Effect of holotransferrin treatment on ERK1/2 activation and of a specific ERK1/2 inhibitor on hepcidin mRNA induction by holotransferrin. (A) After a 42 h period of serum-free culture, hepatocytes were treated either with 30 μM holotransferrin (holoTf) alone (A), 10% serum alone (B), or both (C) for 5, 10, 15, 30, or 120 min. Activation of the ERK1/2 pathway was assessed by immunoblotting 80 μg hepatocyte extracts with the phospho-ERK1/2 antibody. The relative amount of ERK1/2 was ascertained by immunoblot analysis using ERK1/2 antibody. Hepatocytes were treated for 15 min with 50 ng/mL EGF as a positive control for the activation of the ERK1/2 pathway.

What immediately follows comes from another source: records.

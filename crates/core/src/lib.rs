//! # Clinic Core
//!
//! Scheduling and records engine for a single clinic.
//!
//! The [`ClinicRegistry`] owns every patient, physician, appointment and medical
//! history, and is the only place where cross-entity rules are enforced:
//! - patient ids and physician licenses are unique
//! - a physician's specialty names are unique, ignoring case
//! - a booking must match a specialty the physician practises on that weekday
//! - a physician holds at most one appointment per exact timestamp
//!
//! **No I/O**: the crate performs no parsing of free text, persistence or network
//! access. Adapters such as `api-rest` hand it already-parsed values.

pub mod appointment;
pub mod error;
pub mod history;
pub mod patient;
pub mod physician;
pub mod prescription;
pub mod registry;
pub mod shared;
pub mod specialty;
pub mod validation;
pub mod weekday;

pub use appointment::{Appointment, Slot};
pub use error::{ClinicError, ClinicResult, ErrorKind, UnavailableReason};
pub use history::MedicalHistory;
pub use patient::Patient;
pub use physician::Physician;
pub use prescription::Prescription;
pub use registry::ClinicRegistry;
pub use shared::SharedRegistry;
pub use specialty::Specialty;
pub use weekday::Weekday;

pub use clinic_types::{LicenseNumber, NonEmptyText, PatientId};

Molecular weight markers (kDa) are indicated on the left. (D) Relative changes in hepcidin mRNA levels as quantified by real-time qRT-PCR performed on cDNA synthesized from 2 μg total RNA (β-actin normalized, arbitrary units). Hepatocytes were treated for 24 h, after a 42 h period of serum-free culture, with either 0% serum (control cells) or 10% serum with or without 30 μM holoTf, in the presence or absence of 10 μM U0-126 inhibitor added 1 h prior treatment. Results are expressed relative to hepatocytes cultured for 66 h without serum. Mean±SD for four independent samples. The experiment was performed at least three times and a representative result is shown Statistical analysis was performed using Student’s t test (unpaired, two tailed). NS: non significant.